Stored data entries:
//! Deterministic binary encoding for everything lsmdb writes to disk.
//!
//! The [`Encode`] and [`Decode`] traits give every persisted structure a
//! hand-written, byte-stable wire format. Commands, sparse-index entries and
//! footers all go through this module, so a dependency upgrade can never
//! change what ends up in a `.wal` or `.sdb` file.
//!
//! # Wire format
//!
//! | Rust type          | Encoding                                     |
//! |--------------------|----------------------------------------------|
//! | `u8`               | 1 byte                                       |
//! | `u16`              | 2 bytes, little-endian                       |
//! | `u32`              | 4 bytes, little-endian                       |
//! | `u64`              | 8 bytes, little-endian                       |
//! | `[u8; N]`          | `N` raw bytes (no length prefix)             |
//! | `String` / `&str`  | `[u32 len][utf-8 bytes]`                     |
//!
//! # Frames
//!
//! Log records, compressed blocks and index entries are stored as
//! *frames*: a `u32` little-endian length followed by exactly that many
//! payload bytes. [`write_frame`] and [`read_frame`] implement this framing
//! for in-memory buffers. A frame with length zero is a terminator, never a
//! payload.
//!
//! # Safety limits
//!
//! Any length above [`MAX_BYTE_LEN`] is rejected on both sides. Encoding
//! fails before the bytes are written, and decoding fails before
//! allocating, so a corrupted length field cannot trigger a huge
//! allocation.


use thiserror::Error;

// ------------------------------------------------------------------------------------------------
// Constants
// ------------------------------------------------------------------------------------------------

/// Size of the `u32` length prefix that precedes every frame.
pub const FRAME_HEADER_SIZE: usize = std::mem::size_of::<u32>();

/// Maximum byte length for a single string or frame payload (256 MiB).
pub const MAX_BYTE_LEN: u32 = 256 * 1024 * 1024;

// ------------------------------------------------------------------------------------------------
// Error type
// ------------------------------------------------------------------------------------------------

/// Errors produced during encoding or decoding.
#[derive(Debug, Error)]
pub enum EncodingError {
    /// The buffer ran out of bytes before decoding completed.
    #[error("unexpected end of buffer (need {needed} bytes, have {available})")]
    UnexpectedEof {
        /// Bytes required to continue decoding.
        needed: usize,
        /// Bytes actually remaining.
        available: usize,
    },

    /// An enum discriminant was not recognised.
    #[error("invalid tag {tag} for {type_name}")]
    InvalidTag {
        /// The tag value that was read.
        tag: u32,
        /// The Rust type being decoded.
        type_name: &'static str,
    },

    /// A byte sequence decoded as a string was not valid UTF-8.
    #[error("invalid UTF-8: {0}")]
    InvalidUtf8(#[from] std::string::FromUtf8Error),

    /// A length exceeded its safety limit or `u32::MAX`.
    #[error("length overflow: {0}")]
    LengthOverflow(String),

    /// Application-level decode error.
    #[error("{0}")]
    Custom(String),
}

// ------------------------------------------------------------------------------------------------
// Core traits
// ------------------------------------------------------------------------------------------------

/// Serialize `self` into a byte buffer.
///
/// Implementations must be deterministic: the same logical value always
/// yields the same bytes.
pub trait Encode {
    /// Append the encoded representation of `self` to `buf`.
    fn encode_to(&self, buf: &mut Vec<u8>) -> Result<(), EncodingError>;
}

/// Deserialize a value from a byte slice.
///
/// Returns `(value, bytes_consumed)` so callers can walk a buffer holding
/// several encoded items.
pub trait Decode: Sized {
    /// Decode one value starting at `buf[0]`.
    fn decode_from(buf: &[u8]) -> Result<(Self, usize), EncodingError>;
}

/// Encode a value into a freshly-allocated `Vec<u8>`.
pub fn encode_to_vec<T: Encode>(value: &T) -> Result<Vec<u8>, EncodingError> {
    let mut buf = Vec::new();
    value.encode_to(&mut buf)?;
    Ok(buf)
}

/// Decode a value from the beginning of `buf`, returning `(value, consumed)`.
pub fn decode_from_slice<T: Decode>(buf: &[u8]) -> Result<(T, usize), EncodingError> {
    T::decode_from(buf)
}

// ------------------------------------------------------------------------------------------------
// Frames: [u32 len][payload]
// ------------------------------------------------------------------------------------------------

/// Appends `payload` to `buf` as one frame.
pub fn write_frame(buf: &mut Vec<u8>, payload: &[u8]) -> Result<(), EncodingError> {
    let len = len_to_u32(payload.len())?;
    check_len(len, "frame")?;
    len.encode_to(buf)?;
    buf.extend_from_slice(payload);
    Ok(())
}

/// Reads one frame from the start of `buf`.
///
/// Returns `Ok(None)` when `buf` is empty or starts with a zero-length
/// terminator, otherwise `(payload, total_bytes_consumed)`.
pub fn read_frame(buf: &[u8]) -> Result<Option<(&[u8], usize)>, EncodingError> {
    if buf.is_empty() {
        return Ok(None);
    }
    let (len, header) = u32::decode_from(buf)?;
    if len == 0 {
        return Ok(None);
    }
    check_len(len, "frame")?;
    let len = len as usize;
    require(&buf[header..], len)?;
    Ok(Some((&buf[header..header + len], header + len)))
}

/// Iterates over consecutive frames in `buf` until it is exhausted or a
/// zero-length terminator is reached.
pub fn frames(buf: &[u8]) -> Frames<'_> {
    Frames { buf, failed: false }
}

/// Iterator returned by [`frames`].
pub struct Frames<'a> {
    buf: &'a [u8],
    failed: bool,
}

impl<'a> Iterator for Frames<'a> {
    type Item = Result<&'a [u8], EncodingError>;

    fn next(&mut self) -> Option<Self::Item> {
        if self.failed {
            return None;
        }
        match read_frame(self.buf) {
            Ok(Some((payload, consumed))) => {
                self.buf = &self.buf[consumed..];
                Some(Ok(payload))
            }
            Ok(None) => None,
            Err(e) => {
                self.failed = true;
                Some(Err(e))
            }
        }
    }
}

// ------------------------------------------------------------------------------------------------
// Internal helpers
// ------------------------------------------------------------------------------------------------

#[inline]
fn require(buf: &[u8], needed: usize) -> Result<(), EncodingError> {
    if buf.len() < needed {
        Err(EncodingError::UnexpectedEof {
            needed,
            available: buf.len(),
        })
    } else {
        Ok(())
    }
}

/// Rejects lengths above [`MAX_BYTE_LEN`]. Used on both the encode and the
/// decode side.
#[inline]
pub(crate) fn check_len(len: u32, what: &str) -> Result<(), EncodingError> {
    if len > MAX_BYTE_LEN {
        return Err(EncodingError::LengthOverflow(format!(
            "{what} length {len} exceeds MAX_BYTE_LEN ({MAX_BYTE_LEN})"
        )));
    }
    Ok(())
}

/// Convert a `usize` length to `u32`, failing with
/// [`EncodingError::LengthOverflow`] past `u32::MAX`.
#[inline]
pub(crate) fn len_to_u32(len: usize) -> Result<u32, EncodingError> {
    u32::try_from(len)
        .map_err(|_| EncodingError::LengthOverflow(format!("length {len} exceeds u32::MAX")))
}

/// Copies the first `N` bytes of `buf` into an array.
#[inline]
fn take_array<const N: usize>(buf: &[u8]) -> Result<[u8; N], EncodingError> {
    require(buf, N)?;
    let mut arr = [0u8; N];
    arr.copy_from_slice(&buf[..N]);
    Ok(arr)
}

// ------------------------------------------------------------------------------------------------
// Unsigned integers
// ------------------------------------------------------------------------------------------------

macro_rules! impl_le_int {
    ($($ty:ty),*) => {
        $(
            impl Encode for $ty {
                #[inline]
                fn encode_to(&self, buf: &mut Vec<u8>) -> Result<(), EncodingError> {
                    buf.extend_from_slice(&self.to_le_bytes());
                    Ok(())
                }
            }

            impl Decode for $ty {
                #[inline]
                fn decode_from(buf: &[u8]) -> Result<(Self, usize), EncodingError> {
                    const SIZE: usize = std::mem::size_of::<$ty>();
                    let bytes = take_array::<SIZE>(buf)?;
                    Ok((<$ty>::from_le_bytes(bytes), SIZE))
                }
            }
        )*
    };
}

impl_le_int!(u8, u16, u32, u64);

// ------------------------------------------------------------------------------------------------
// Fixed-size byte arrays
// ------------------------------------------------------------------------------------------------

impl<const N: usize> Encode for [u8; N] {
    #[inline]
    fn encode_to(&self, buf: &mut Vec<u8>) -> Result<(), EncodingError> {
        buf.extend_from_slice(self);
        Ok(())
    }
}

impl<const N: usize> Decode for [u8; N] {
    #[inline]
    fn decode_from(buf: &[u8]) -> Result<(Self, usize), EncodingError> {
        Ok((take_array::<N>(buf)?, N))
    }
}

// ------------------------------------------------------------------------------------------------
// Strings: [u32 len][utf-8 bytes]
// ------------------------------------------------------------------------------------------------

impl Encode for str {
    #[inline]
    fn encode_to(&self, buf: &mut Vec<u8>) -> Result<(), EncodingError> {
        let len = len_to_u32(self.len())?;
        check_len(len, "string")?;
        len.encode_to(buf)?;
        buf.extend_from_slice(self.as_bytes());
        Ok(())
    }
}

impl Encode for String {
    #[inline]
    fn encode_to(&self, buf: &mut Vec<u8>) -> Result<(), EncodingError> {
        self.as_str().encode_to(buf)
    }
}

impl Decode for String {
    #[inline]
    fn decode_from(buf: &[u8]) -> Result<(Self, usize), EncodingError> {
        let (len, header) = u32::decode_from(buf)?;
        check_len(len, "string")?;
        let len = len as usize;
        require(&buf[header..], len)?;
        let s = String::from_utf8(buf[header..header + len].to_vec())?;
        Ok((s, header + len))
    }
}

WHAT TO WORK ON -> For every line of the entries above that holds "terminator", add one to a tally, and report only the final count.

YOUR SOLUTION -> 3